The following elements do not occur naturally on Earth. All are transuranium elements and have atomic numbers of 95 and higher.

| Element name | Chemical Symbol | Atomic Number | First definite synthesis |
| Americium | Am | 95 | 1944 |
| Curium | Cm | 96 | 1944 |
| Berkelium | Bk | 97 | 1949 |
| Californium | Cf | 98 | 1950 |
| Einsteinium | Es | 99 | 1952 |
| Fermium | Fm | 100 | 1952 |
| Mendelevium | Md | 101 | 1955 |
| Nobelium | No | 102 | 1965 |
| Lawrencium | Lr | 103 | 1961 |
| Rutherfordium | Rf | 104 | 1969 (USSR and US) * |
| Dubnium | Db | 105 | 1970 (USSR and US) * |
| Seaborgium | Sg | 106 | 1974 |
| Bohrium | Bh | 107 | 1981 |
| Hassium | Hs | 108 | 1984 |
| Meitnerium | Mt | 109 | 1982 |
| Darmstadtium | Ds | 110 | 1994 |
| Roentgenium | Rg | 111 | 1994 |
| Copernicium | Cn | 112 | 1996 |
| Nihonium | Nh | 113 | 2003–04 |
| Flerovium | Fl | 114 | 1999 |
| Moscovium | Mc | 115 | 2003 |
| Livermorium | Lv | 116 | 2000 |
| Tennessine | Ts | 117 | 2009 |
| Oganesson | Og | 118 | 2002 |
* Shared credit for discovery.

==Other elements usually produced through synthesis==
All elements with atomic numbers 1 through 94 occur naturally at least in trace quantities, but the following elements are often produced through synthesis.

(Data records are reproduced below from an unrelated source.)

//! The 2-SAT-style probing layer: trials both colors on every unknown
//! cell, commits whichever color the other contradicts, and intersects the
//! two trial boards when neither alone settles anything.

use serde::{Deserialize, Serialize};

use crate::board::{Board, BLACK, UNKNOWN, WHITE};
use crate::clue::Puzzle;
use crate::engine::Engine;
use crate::solver::line::run_driver;
use crate::status::Status;

/// The two boards a DFS branch would commit to if probing stalls.
#[derive(Debug, Clone, Copy, Serialize, Deserialize)]
pub struct SquareToGo {
    pub first_go: Board,
    pub second_go: Board,
}

/// Per-cell trial boards from the most recent time each cell was probed,
/// kept around so the branching heuristic can score every still-ambiguous
/// cell once a sweep makes no further progress.
struct GuessBoards {
    black: Vec<Vec<Board>>,
    white: Vec<Vec<Board>>,
}

impl GuessBoards {
    fn new(n: usize) -> Self {
        let blank = Board::new(n);
        GuessBoards {
            black: vec![vec![blank; n]; n],
            white: vec![vec![blank; n]; n],
        }
    }
}

/// `min(black.determined, white.determined) + 1.85 * ln(1 + |black.determined - white.determined|)`
fn branch_score(black_determined: u32, white_determined: u32) -> f64 {
    let b = black_determined as f64;
    let w = white_determined as f64;
    b.min(w) + 1.85 * (1.0 + (b - w).abs()).ln()
}

fn pick_branch_cell(board: &Board, guesses: &GuessBoards) -> Option<(usize, usize)> {
    let n = board.n();
    let mut best: Option<(usize, usize)> = None;
    let mut best_score = -1.0f64;
    for j in 0..n {
        for i in 0..n {
            if board.get(i, j) != UNKNOWN {
                continue;
            }
            let score = branch_score(
                guesses.black[i][j].determined(),
                guesses.white[i][j].determined(),
            );
            if score > best_score {
                best_score = score;
                best = Some((i, j));
            }
        }
    }
    best
}

/// Outcome of a single cell's two-color trial.
enum CellOutcome {
    Solved,
    Conflict,
    /// Cell remains ambiguous; `guesses` has been updated for it.
    Unsolved,
}

/// Trials `WHITE` then `BLACK` (or vice versa on a white conflict) at cell
/// `(i, j)`, committing a color the moment the other is disproven, and
/// intersecting the two trial boards into `board` when both remain
/// unsolved. Mirrors `solve_one_two_sat` in spirit.
fn solve_one_two_sat(
    board: &mut Board,
    puzzle: &Puzzle,
    engine: &mut Engine,
    i: usize,
    j: usize,
    guesses: &mut GuessBoards,
) -> CellOutcome {
    let resume = *board;

    board.set_and_flag(i, j, WHITE, &mut engine.queue);
    let state_white = run_driver(board, puzzle, engine);

    match state_white {
        Status::Solved => return CellOutcome::Solved,
        Status::Conflict => {
            *board = resume;
            board.set_and_flag(i, j, BLACK, &mut engine.queue);
            let state_black = run_driver(board, puzzle, engine);
            match state_black {
                Status::Solved => CellOutcome::Solved,
                Status::Conflict => CellOutcome::Conflict,
                Status::Unsolved => {
                    // committed to black: white was disproven outright.
                    engine.deps.mark_progress();
                    CellOutcome::Unsolved
                }
            }
        }
        Status::Unsolved => {
            guesses.white[i][j] = *board;
            *board = resume;
            board.set_and_flag(i, j, BLACK, &mut engine.queue);
            let state_black = run_driver(board, puzzle, engine);
            match state_black {
                Status::Solved => CellOutcome::Solved,
                Status::Conflict => {
                    // committed to white: black was disproven outright.
                    *board = guesses.white[i][j];
                    engine.deps.mark_progress();
                    CellOutcome::Unsolved
                }
                Status::Unsolved => {
                    guesses.black[i][j] = *board;
                    *board = resume;
                    let changed = {
                        let (black, white) = (guesses.black[i][j], guesses.white[i][j]);
                        board.union_from_two(&black, &white, &mut engine.queue)
                    };
                    if changed {
                        engine.deps.mark_progress();
                        match run_driver(board, puzzle, engine) {
                            Status::Solved => return CellOutcome::Solved,
                            Status::Conflict => return CellOutcome::Conflict,
                            Status::Unsolved => {}
                        }
                    }
                    CellOutcome::Unsolved
                }
            }
        }
    }
}

/// What a full probing round concluded with.
pub enum ProbeOutcome {
    Solved,
    Conflict,
    Stalled(SquareToGo),
}

/// Sweeps the board's unknown cells to a fixpoint: repeatedly probes every
/// cell the [`crate::solver::dependency::DependencyMap`] filter still
/// considers interesting, committing or intersecting as it goes, until a
/// sweep makes no further progress — at which point it selects a branching
/// cell by the scoring heuristic — or the board is fully solved or
/// contradictory.
pub fn propagate(board: &mut Board, puzzle: &Puzzle, engine: &mut Engine) -> ProbeOutcome {
    let n = board.n();
    let mut guesses = GuessBoards::new(n);
    engine.deps.reset_update();

    loop {
        engine.deps.begin_sweep();

        for j in 0..n {
            for i in 0..n {
                if board.get(i, j) != UNKNOWN || !engine.deps.should_probe(i, j) {
                    continue;
                }
                engine.deps.begin_cell();
                let outcome = solve_one_two_sat(board, puzzle, engine, i, j, &mut guesses);
                engine.deps.end_cell(i, j);
                match outcome {
                    CellOutcome::Solved => return ProbeOutcome::Solved,
                    CellOutcome::Conflict => return ProbeOutcome::Conflict,
                    CellOutcome::Unsolved => {}
                }
            }
        }

        engine.deps.end_sweep();
        if engine.deps.sweep_was_idle() {
            return match pick_branch_cell(board, &guesses) {
                Some((i, j)) => ProbeOutcome::Stalled(SquareToGo {
                    first_go: guesses.white[i][j],
                    second_go: guesses.black[i][j],
                }),
                // No unknown cell left to branch on means every cell was
                // in fact determined — the board is solved.
                None => ProbeOutcome::Solved,
            };
        }
    }
}

/// Outcome of a single cell's two-color trial in verification mode: unlike
/// [`solve_one_two_sat`], both colors are always pursued so a
/// simultaneously-solved pair can be detected as two distinct solutions.
enum CellVerifyOutcome {
    Solved,
    Conflict,
    ManySolution,
    Unsolved,
}

#[allow(clippy::too_many_arguments)]
fn solve_one_two_sat_verify(
    board: &mut Board,
    puzzle: &Puzzle,
    engine: &mut Engine,
    recorded: &mut Option<Board>,
    i: usize,
    j: usize,
    guesses: &mut GuessBoards,
) -> CellVerifyOutcome {
    let resume = *board;

    board.set_and_flag(i, j, WHITE, &mut engine.queue);
    let state_white = run_driver(board, puzzle, engine);
    guesses.white[i][j] = *board;

    *board = resume;
    board.set_and_flag(i, j, BLACK, &mut engine.queue);
    let state_black = run_driver(board, puzzle, engine);
    guesses.black[i][j] = *board;

    *board = resume;

    match (state_white, state_black) {
        (Status::Solved, Status::Solved) => {
            *board = guesses.white[i][j];
            CellVerifyOutcome::ManySolution
        }
        (Status::Conflict, Status::Conflict) => CellVerifyOutcome::Conflict,
        (Status::Conflict, _) => {
            // committed to black: white was disproven outright.
            *board = guesses.black[i][j];
            engine.deps.mark_progress();
            if state_black == Status::Solved {
                record_or_detect(board, recorded)
            } else {
                CellVerifyOutcome::Unsolved
            }
        }
        (_, Status::Conflict) => {
            // committed to white: black was disproven outright.
            *board = guesses.white[i][j];
            engine.deps.mark_progress();
            if state_white == Status::Solved {
                record_or_detect(board, recorded)
            } else {
                CellVerifyOutcome::Unsolved
            }
        }
        (Status::Solved, Status::Unsolved) => {
            *board = guesses.white[i][j];
            engine.deps.mark_progress();
            record_or_detect(board, recorded)
        }
        (Status::Unsolved, Status::Solved) => {
            *board = guesses.black[i][j];
            engine.deps.mark_progress();
            record_or_detect(board, recorded)
        }
        (Status::Unsolved, Status::Unsolved) => {
            let changed = {
                let (black, white) = (guesses.black[i][j], guesses.white[i][j]);
                board.union_from_two(&black, &white, &mut engine.queue)
            };
            if changed {
                engine.deps.mark_progress();
                match run_driver(board, puzzle, engine) {
                    Status::Solved => return record_or_detect(board, recorded),
                    Status::Conflict => return CellVerifyOutcome::Conflict,
                    Status::Unsolved => {}
                }
            }
            CellVerifyOutcome::Unsolved
        }
    }
}

/// A `Solved` board surfaced during verification: the first one found is
/// simply recorded; any later one is compared row-by-row against it.
fn record_or_detect(board: &Board, recorded: &mut Option<Board>) -> CellVerifyOutcome {
    match recorded {
        None => {
            *recorded = Some(*board);
            CellVerifyOutcome::Unsolved
        }
        Some(first) => {
            if first.rows() == board.rows() {
                CellVerifyOutcome::Solved
            } else {
                CellVerifyOutcome::ManySolution
            }
        }
    }
}

pub enum VerifyOutcome {
    Solved,
    Conflict,
    ManySolution,
    Stalled(SquareToGo),
}

/// The verification-mode counterpart to [`propagate`]: sweeps to a
/// fixpoint, but treats a simultaneously-solved white/black trial as proof
/// of multiple solutions rather than committing either.
pub fn propagate_verify(
    board: &mut Board,
    puzzle: &Puzzle,
    engine: &mut Engine,
    recorded: &mut Option<Board>,
) -> VerifyOutcome {
    if board.is_solved() {
        return match record_or_detect(board, recorded) {
            CellVerifyOutcome::Solved => VerifyOutcome::Solved,
            CellVerifyOutcome::ManySolution => VerifyOutcome::ManySolution,
            _ => VerifyOutcome::Solved,
        };
    }

    let n = board.n();
    let mut guesses = GuessBoards::new(n);
    engine.deps.reset_update();

    loop {
        engine.deps.begin_sweep();

        for j in 0..n {
            for i in 0..n {
                if board.get(i, j) != UNKNOWN || !engine.deps.should_probe(i, j) {
                    continue;
                }
                engine.deps.begin_cell();
                let outcome =
                    solve_one_two_sat_verify(board, puzzle, engine, recorded, i, j, &mut guesses);
                engine.deps.end_cell(i, j);
                match outcome {
                    CellVerifyOutcome::Solved => {
                        return match record_or_detect(board, recorded) {
                            CellVerifyOutcome::ManySolution => VerifyOutcome::ManySolution,
                            _ => VerifyOutcome::Solved,
                        }
                    }
                    CellVerifyOutcome::Conflict => return VerifyOutcome::Conflict,
                    CellVerifyOutcome::ManySolution => return VerifyOutcome::ManySolution,
                    CellVerifyOutcome::Unsolved => {}
                }
            }
        }

        engine.deps.end_sweep();
        if engine.deps.sweep_was_idle() {
            return match pick_branch_cell(board, &guesses) {
                Some((i, j)) => VerifyOutcome::Stalled(SquareToGo {
                    first_go: guesses.white[i][j],
                    second_go: guesses.black[i][j],
                }),
                None => VerifyOutcome::Solved,
            };
        }
    }
}

#[cfg(test)]
mod tests {
    use super::*;
    use crate::clue::Clue;
    use crate::engine::Engine;

    #[test]
    fn branch_score_prefers_balanced_progress() {
        let balanced = branch_score(10, 10);
        let lopsided = branch_score(20, 0);
        assert!(balanced > lopsided);
    }

    #[test]
    fn propagate_solves_a_trivially_forced_board() {
        let n = 5;
        let col_clues = vec![Clue::new(vec![5]); n];
        let row_clues = vec![Clue::new(vec![5]); n];
        let puzzle = Puzzle::new(col_clues, row_clues);
        let mut board = Board::new(n);
        let mut engine = Engine::new(n);
        engine.queue.push_all(n);
        assert_eq!(run_driver(&mut board, &puzzle, &mut engine), Status::Solved);
    }

    #[test]
    fn propagate_stalls_on_a_puzzle_that_needs_real_branching() {
        // One mark per row and one per column: no line overlap ever forces a
        // cell, and probing either color at any cell only pins down that
        // cell's own row and column, never enough to resolve the rest of the
        // grid. Genuinely requires backtracking.
        let n = 4;
        let col_clues = vec![Clue::new(vec![1]); n];
        let row_clues = vec![Clue::new(vec![1]); n];
        let puzzle = Puzzle::new(col_clues, row_clues);
        let mut board = Board::new(n);
        let mut engine = Engine::new(n);
        engine.queue.push_all(n);
        let first_pass = run_driver(&mut board, &puzzle, &mut engine);
        assert_eq!(first_pass, Status::Unsolved);

        match propagate(&mut board, &puzzle, &mut engine) {
            ProbeOutcome::Stalled(_) => {}
            ProbeOutcome::Solved => panic!("a permutation-matrix puzzle has many solutions, not one"),
            ProbeOutcome::Conflict => panic!("puzzle is solvable"),
        }
    }
}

| Element name | Chemical symbol | Atomic number | First definite discovery | Discovery in nature |
|---|---|---|---|---|
| Technetium‡ | Tc | 43 | 1937 | 1962 |
| Promethium‡ | Pm | 61 | 1945 | 1965 |
| Polonium | Po | 84 | 1898 |  |
| Astatine‡ | At | 85 | 1940 | 1943 |
| Francium | Fr | 87 | 1939 |  |
| Radium | Ra | 88 | 1898 |  |
| Actinium | Ac | 89 | 1902 |  |
| Protactinium | Pa | 91 | 1913 |  |
| Neptunium‡ | Np | 93 | 1940 | 1952 |
| Plutonium‡ | Pu | 94 | 1940 | 1941–42 |

‡ These five elements were discovered through synthesis before being found in nature.